[Stored data entries]
== Segment start ==

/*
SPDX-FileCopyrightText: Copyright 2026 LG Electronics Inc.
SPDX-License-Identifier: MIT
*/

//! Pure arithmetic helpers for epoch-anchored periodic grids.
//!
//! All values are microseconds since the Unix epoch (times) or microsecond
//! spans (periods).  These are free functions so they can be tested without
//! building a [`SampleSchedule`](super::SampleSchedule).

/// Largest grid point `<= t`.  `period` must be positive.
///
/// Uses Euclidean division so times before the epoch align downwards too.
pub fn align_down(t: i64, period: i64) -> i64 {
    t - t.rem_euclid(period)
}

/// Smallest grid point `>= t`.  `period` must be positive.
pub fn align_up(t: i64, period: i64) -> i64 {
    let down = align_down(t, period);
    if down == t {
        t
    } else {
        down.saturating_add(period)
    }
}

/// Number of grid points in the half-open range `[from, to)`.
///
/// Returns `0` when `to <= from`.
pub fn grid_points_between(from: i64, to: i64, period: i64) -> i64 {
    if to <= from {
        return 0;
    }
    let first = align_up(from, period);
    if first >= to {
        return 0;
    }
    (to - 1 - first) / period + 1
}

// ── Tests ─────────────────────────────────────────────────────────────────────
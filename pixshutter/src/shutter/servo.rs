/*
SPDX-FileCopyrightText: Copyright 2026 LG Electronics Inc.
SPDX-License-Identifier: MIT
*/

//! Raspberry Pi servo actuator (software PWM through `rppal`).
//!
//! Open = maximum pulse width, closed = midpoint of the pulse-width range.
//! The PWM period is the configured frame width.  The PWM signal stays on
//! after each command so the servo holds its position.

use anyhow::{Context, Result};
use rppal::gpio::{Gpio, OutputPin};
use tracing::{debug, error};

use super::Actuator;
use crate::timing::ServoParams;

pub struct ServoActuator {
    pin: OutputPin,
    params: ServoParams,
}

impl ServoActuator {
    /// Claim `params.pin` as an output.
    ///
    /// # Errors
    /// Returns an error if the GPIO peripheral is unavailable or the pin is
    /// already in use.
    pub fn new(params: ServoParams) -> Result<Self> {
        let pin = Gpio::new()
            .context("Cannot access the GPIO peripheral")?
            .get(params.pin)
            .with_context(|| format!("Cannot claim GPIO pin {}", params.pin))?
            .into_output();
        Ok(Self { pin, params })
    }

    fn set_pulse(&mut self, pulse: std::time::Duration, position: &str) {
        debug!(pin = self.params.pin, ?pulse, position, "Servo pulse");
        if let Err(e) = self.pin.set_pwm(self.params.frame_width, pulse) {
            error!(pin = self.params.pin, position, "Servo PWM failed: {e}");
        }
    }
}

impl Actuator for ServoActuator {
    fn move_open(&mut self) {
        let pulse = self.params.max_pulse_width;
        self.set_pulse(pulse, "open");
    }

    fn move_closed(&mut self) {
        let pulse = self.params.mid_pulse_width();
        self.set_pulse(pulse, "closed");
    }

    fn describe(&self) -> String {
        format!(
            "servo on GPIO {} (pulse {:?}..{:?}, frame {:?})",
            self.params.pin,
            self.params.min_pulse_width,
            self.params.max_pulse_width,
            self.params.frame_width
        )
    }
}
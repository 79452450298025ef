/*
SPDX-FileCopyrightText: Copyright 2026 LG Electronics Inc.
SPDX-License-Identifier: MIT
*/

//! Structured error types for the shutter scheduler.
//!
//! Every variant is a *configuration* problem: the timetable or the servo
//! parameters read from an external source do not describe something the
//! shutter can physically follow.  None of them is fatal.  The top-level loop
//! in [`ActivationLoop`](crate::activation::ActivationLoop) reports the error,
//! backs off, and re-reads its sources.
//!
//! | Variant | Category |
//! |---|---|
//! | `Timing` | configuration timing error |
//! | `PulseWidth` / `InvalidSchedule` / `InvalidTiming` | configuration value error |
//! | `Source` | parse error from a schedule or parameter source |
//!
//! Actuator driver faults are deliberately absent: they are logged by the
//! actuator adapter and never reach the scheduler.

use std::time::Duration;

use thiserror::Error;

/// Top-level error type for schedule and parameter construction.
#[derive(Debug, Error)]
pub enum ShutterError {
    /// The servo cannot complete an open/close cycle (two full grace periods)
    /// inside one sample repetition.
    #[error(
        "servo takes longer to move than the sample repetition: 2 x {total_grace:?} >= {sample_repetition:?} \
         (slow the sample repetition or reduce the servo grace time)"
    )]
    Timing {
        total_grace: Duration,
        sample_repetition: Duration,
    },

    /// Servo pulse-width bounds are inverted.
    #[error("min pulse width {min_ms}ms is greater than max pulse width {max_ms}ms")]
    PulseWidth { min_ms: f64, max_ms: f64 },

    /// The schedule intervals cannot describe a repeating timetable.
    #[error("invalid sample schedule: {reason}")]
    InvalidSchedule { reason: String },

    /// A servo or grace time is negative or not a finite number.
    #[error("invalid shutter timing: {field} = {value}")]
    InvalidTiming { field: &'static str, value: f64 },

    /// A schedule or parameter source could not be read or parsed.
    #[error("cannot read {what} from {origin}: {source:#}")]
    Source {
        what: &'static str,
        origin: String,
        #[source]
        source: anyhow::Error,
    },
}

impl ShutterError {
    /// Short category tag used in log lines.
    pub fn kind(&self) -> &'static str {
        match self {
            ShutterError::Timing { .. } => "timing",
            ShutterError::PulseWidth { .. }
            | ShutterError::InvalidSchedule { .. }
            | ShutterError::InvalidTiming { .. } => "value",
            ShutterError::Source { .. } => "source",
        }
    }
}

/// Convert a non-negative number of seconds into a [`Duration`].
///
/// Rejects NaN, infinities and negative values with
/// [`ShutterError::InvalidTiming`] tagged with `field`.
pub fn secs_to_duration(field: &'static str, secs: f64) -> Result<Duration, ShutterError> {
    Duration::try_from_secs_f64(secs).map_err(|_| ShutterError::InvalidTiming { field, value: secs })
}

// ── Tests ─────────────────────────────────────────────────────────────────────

== Segment end ==

## What the task requires
Please count the lines that hold "InvalidTiming" in this data and report the total alone.

## Solution to this task
5